* [Required work]: Take each line in the entries below that holds "results" and show it.

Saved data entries
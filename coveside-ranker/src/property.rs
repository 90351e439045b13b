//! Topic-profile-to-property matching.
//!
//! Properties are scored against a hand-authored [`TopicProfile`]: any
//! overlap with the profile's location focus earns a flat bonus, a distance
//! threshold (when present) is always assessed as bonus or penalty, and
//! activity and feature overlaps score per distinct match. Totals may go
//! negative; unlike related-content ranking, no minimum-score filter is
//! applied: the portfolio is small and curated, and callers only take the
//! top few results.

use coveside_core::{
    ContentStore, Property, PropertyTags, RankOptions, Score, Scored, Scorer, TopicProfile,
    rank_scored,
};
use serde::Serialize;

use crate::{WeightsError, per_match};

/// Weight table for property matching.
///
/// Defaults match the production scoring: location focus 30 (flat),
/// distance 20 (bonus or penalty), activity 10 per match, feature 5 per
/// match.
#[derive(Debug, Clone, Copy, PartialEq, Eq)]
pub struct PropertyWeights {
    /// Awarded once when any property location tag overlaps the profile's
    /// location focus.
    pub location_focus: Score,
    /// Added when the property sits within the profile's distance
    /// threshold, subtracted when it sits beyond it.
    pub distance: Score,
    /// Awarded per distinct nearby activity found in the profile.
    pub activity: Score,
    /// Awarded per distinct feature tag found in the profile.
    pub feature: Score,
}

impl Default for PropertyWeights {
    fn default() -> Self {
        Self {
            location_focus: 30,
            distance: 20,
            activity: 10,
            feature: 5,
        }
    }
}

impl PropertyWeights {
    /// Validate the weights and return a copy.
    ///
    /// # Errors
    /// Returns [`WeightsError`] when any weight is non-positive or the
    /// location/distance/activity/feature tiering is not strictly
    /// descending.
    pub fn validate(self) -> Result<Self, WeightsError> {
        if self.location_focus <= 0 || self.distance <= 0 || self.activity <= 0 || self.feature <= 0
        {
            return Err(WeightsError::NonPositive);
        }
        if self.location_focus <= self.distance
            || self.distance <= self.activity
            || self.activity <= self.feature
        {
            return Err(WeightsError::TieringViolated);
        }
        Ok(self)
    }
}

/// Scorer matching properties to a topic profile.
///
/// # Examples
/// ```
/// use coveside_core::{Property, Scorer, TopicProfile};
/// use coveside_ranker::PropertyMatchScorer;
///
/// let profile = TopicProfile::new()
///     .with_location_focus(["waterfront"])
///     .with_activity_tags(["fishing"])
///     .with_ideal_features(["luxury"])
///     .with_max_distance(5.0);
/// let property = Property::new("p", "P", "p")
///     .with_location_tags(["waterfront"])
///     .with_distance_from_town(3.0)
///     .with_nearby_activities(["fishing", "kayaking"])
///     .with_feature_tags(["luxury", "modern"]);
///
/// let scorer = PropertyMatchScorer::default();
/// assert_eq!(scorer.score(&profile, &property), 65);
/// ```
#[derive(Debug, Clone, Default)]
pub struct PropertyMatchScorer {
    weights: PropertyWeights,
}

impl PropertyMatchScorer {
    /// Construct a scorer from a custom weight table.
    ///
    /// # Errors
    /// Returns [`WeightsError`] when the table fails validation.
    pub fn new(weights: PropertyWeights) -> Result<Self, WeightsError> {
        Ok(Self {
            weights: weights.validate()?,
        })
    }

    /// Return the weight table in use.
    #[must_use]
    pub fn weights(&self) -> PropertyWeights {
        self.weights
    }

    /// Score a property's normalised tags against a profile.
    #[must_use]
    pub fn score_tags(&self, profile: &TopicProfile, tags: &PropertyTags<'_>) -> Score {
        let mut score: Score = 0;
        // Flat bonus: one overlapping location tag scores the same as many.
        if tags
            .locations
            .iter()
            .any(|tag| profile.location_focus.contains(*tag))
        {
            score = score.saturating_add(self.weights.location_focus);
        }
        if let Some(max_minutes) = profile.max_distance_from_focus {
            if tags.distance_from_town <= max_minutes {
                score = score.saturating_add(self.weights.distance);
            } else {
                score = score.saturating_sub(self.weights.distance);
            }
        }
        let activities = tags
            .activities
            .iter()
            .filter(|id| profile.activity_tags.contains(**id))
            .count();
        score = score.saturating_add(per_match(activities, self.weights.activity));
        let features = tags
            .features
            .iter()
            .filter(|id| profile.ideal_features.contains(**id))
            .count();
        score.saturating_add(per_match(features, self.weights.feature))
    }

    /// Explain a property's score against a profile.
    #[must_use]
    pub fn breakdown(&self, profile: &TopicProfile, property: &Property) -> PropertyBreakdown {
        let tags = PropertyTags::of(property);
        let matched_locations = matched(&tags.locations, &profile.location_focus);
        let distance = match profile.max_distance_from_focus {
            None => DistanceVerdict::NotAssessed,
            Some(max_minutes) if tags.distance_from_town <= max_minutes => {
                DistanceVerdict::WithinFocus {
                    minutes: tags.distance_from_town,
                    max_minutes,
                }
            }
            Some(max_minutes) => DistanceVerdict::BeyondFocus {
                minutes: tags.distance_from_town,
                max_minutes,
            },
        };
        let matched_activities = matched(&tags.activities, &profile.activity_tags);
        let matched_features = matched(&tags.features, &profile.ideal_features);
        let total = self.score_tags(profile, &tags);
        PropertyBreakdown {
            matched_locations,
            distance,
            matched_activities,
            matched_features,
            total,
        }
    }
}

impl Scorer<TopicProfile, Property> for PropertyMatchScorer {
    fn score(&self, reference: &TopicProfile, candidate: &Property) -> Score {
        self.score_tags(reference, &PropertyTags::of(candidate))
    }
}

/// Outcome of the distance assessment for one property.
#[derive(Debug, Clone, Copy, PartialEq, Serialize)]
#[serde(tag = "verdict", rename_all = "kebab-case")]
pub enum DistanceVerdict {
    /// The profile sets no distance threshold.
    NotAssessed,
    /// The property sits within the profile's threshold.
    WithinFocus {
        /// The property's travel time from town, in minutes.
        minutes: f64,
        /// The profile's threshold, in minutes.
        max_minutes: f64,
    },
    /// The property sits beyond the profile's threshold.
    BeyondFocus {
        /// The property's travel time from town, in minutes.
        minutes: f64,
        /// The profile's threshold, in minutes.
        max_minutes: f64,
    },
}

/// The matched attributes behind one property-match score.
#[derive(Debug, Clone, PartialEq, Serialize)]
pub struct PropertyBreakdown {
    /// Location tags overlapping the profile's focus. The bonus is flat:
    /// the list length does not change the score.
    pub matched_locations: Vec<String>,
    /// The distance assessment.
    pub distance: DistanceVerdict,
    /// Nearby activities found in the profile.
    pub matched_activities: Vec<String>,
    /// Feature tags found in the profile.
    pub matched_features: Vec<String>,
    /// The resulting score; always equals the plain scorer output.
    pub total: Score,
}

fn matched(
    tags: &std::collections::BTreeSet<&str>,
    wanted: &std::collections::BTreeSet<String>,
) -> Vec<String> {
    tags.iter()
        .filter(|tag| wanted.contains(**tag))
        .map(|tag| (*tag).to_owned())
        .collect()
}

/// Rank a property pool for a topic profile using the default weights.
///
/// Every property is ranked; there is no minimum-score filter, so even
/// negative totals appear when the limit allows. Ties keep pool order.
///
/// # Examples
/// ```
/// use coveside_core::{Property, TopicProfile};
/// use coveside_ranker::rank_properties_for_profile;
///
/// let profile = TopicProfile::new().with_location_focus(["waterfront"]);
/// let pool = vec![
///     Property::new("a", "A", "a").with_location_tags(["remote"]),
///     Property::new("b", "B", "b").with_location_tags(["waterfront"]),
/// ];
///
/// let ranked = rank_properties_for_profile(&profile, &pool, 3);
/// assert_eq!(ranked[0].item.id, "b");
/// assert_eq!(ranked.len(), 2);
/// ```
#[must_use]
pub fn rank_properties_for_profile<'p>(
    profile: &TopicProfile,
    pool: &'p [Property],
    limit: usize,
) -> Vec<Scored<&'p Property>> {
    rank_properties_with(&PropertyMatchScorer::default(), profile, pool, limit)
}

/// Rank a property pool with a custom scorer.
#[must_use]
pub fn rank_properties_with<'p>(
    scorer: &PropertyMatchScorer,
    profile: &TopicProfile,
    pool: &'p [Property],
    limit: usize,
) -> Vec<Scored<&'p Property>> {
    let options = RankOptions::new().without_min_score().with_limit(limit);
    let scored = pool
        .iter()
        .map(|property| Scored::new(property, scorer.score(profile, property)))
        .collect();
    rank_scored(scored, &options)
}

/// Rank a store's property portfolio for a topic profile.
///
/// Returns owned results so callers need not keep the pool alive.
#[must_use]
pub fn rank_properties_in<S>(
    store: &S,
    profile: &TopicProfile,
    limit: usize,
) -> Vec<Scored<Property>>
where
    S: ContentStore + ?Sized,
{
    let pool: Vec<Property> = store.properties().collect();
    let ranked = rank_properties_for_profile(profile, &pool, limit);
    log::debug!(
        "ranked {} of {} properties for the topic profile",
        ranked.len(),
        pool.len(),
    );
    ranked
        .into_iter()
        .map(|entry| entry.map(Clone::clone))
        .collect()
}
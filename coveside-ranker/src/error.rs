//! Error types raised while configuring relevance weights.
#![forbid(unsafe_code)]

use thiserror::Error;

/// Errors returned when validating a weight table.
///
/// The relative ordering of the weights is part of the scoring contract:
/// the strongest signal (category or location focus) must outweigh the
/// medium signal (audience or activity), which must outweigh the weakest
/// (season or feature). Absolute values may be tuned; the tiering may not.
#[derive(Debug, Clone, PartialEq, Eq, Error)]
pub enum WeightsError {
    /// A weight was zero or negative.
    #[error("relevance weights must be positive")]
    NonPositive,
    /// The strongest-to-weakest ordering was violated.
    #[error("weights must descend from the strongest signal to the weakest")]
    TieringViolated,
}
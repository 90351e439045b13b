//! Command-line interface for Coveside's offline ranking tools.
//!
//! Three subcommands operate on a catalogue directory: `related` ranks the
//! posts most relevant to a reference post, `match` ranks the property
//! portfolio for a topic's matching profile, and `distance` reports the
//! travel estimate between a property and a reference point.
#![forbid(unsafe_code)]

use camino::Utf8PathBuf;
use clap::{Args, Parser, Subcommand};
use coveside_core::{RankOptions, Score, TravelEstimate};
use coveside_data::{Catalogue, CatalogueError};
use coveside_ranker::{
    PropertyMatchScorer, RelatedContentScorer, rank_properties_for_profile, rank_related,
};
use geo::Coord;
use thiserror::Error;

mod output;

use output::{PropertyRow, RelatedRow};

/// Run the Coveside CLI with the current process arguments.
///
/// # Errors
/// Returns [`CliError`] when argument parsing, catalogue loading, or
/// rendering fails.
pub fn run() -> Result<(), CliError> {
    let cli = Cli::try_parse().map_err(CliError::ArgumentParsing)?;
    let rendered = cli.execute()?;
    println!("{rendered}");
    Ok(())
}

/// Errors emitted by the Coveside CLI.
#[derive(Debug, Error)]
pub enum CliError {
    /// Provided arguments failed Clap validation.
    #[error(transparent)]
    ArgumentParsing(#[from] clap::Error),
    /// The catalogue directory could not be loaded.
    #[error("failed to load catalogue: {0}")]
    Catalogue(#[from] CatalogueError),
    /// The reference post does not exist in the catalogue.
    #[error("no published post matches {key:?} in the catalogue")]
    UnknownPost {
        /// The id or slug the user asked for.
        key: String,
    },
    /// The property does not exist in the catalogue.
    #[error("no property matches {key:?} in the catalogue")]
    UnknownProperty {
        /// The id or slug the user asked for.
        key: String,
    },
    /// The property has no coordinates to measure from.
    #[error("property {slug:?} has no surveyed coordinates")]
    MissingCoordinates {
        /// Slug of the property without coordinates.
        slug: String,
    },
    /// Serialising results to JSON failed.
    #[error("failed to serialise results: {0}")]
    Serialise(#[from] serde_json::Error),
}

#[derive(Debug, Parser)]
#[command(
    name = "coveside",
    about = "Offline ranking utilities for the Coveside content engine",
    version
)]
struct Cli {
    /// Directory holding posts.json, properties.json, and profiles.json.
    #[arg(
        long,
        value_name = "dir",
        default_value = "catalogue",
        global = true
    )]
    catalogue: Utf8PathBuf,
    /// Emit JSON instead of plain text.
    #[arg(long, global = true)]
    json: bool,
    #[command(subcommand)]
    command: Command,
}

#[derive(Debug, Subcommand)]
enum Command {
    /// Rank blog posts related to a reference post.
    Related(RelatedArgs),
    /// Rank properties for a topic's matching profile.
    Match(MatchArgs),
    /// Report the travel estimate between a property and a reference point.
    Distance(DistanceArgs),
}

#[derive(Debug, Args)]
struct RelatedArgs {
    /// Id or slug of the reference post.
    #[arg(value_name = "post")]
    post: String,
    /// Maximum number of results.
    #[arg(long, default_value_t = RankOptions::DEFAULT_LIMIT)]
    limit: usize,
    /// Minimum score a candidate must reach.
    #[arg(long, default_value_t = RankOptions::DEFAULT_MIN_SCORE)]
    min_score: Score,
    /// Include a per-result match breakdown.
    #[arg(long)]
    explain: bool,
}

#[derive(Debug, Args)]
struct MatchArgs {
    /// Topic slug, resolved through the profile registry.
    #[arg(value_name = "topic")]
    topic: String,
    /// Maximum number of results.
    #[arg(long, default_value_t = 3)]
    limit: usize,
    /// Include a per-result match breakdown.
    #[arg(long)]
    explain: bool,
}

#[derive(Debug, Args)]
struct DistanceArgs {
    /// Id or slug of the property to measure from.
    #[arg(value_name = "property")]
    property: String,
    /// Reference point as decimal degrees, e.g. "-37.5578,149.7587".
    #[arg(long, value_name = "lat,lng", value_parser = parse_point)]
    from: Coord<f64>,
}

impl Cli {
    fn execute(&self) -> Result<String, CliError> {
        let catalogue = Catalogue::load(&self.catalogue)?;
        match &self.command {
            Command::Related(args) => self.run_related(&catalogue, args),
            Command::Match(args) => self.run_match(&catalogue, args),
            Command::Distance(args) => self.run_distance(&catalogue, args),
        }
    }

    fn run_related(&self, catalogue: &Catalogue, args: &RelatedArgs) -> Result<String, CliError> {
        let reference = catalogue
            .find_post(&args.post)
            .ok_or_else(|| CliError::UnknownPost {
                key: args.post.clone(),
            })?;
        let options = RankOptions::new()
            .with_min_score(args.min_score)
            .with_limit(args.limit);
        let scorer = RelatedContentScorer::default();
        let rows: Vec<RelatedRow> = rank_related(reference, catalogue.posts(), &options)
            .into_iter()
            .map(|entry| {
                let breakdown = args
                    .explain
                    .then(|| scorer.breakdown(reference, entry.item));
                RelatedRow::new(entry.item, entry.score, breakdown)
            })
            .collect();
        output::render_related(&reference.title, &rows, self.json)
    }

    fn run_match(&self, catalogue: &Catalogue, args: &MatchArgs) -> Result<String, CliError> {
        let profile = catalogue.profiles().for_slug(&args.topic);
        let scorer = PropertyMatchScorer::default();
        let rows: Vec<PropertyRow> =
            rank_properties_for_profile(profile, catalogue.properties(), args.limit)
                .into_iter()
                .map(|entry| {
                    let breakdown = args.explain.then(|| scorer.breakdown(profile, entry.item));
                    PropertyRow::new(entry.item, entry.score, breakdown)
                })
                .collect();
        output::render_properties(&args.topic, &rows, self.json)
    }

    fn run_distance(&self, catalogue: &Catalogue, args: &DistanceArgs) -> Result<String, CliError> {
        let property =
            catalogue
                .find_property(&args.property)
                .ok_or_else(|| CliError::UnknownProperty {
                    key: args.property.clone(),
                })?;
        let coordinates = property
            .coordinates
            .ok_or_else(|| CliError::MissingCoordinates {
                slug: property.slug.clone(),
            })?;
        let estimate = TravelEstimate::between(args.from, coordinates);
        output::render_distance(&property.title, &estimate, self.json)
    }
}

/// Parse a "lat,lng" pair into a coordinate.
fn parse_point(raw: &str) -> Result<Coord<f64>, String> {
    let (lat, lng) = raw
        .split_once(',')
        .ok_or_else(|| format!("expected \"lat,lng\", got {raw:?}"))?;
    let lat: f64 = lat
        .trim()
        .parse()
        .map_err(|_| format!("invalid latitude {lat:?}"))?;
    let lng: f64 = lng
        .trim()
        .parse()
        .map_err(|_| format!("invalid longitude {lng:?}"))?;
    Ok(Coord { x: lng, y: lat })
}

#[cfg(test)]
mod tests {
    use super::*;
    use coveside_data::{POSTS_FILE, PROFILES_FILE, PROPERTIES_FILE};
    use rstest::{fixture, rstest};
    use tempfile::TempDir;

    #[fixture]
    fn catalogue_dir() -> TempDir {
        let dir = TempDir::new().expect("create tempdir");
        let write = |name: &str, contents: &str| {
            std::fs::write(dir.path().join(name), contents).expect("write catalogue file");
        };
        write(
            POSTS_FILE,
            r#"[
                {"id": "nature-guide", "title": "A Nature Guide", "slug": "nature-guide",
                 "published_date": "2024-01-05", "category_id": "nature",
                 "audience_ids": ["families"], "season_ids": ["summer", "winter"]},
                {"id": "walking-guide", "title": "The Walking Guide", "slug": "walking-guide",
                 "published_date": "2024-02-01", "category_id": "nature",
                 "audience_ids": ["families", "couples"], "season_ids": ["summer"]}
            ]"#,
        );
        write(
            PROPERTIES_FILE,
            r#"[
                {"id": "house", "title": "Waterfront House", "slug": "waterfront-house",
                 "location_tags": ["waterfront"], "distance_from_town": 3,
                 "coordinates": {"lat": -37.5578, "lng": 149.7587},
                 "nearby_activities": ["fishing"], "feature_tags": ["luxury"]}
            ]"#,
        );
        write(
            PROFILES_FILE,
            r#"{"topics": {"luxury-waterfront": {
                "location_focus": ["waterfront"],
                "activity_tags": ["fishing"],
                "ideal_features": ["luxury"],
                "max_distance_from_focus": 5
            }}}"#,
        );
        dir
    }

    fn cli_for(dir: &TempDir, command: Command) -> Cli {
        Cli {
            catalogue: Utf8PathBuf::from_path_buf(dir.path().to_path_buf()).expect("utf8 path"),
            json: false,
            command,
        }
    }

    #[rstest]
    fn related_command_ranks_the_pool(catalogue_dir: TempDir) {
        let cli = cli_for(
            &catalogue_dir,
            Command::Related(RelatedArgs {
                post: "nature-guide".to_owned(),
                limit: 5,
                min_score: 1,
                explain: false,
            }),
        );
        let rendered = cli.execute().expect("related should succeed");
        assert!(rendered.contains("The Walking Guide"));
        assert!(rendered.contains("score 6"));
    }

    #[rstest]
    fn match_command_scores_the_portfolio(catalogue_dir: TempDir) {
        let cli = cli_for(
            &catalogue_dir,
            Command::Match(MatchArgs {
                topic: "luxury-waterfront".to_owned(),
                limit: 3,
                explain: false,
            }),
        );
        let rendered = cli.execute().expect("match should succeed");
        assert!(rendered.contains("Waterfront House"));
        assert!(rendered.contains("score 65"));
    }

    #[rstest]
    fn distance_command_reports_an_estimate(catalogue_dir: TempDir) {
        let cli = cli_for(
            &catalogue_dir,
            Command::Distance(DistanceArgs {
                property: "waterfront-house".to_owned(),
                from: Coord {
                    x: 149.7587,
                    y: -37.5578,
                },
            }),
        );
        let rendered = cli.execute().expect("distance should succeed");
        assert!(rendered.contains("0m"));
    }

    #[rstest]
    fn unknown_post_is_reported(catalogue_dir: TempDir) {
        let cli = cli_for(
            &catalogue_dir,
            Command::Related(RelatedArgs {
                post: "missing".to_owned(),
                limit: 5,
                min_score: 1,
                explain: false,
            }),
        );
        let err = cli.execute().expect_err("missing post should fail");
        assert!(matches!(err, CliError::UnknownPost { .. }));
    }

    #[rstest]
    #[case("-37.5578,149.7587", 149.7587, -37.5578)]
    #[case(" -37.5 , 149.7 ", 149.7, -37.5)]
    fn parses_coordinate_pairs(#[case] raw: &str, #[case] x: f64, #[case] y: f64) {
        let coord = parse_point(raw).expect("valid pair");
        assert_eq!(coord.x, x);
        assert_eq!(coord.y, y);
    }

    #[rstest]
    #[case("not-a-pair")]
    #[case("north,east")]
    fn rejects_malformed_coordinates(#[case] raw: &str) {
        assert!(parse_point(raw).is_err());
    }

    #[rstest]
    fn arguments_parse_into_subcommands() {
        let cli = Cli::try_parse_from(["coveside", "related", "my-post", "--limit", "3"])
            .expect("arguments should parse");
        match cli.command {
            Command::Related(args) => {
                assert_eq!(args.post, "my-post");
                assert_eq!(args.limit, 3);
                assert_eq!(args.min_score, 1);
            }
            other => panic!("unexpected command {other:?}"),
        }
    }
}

* [Response to the task]:
//! top few results.
/// Returns owned results so callers need not keep the pool alive.
    /// Serialising results to JSON failed.
    #[error("failed to serialise results: {0}")]
    /// Maximum number of results.
    /// Maximum number of results.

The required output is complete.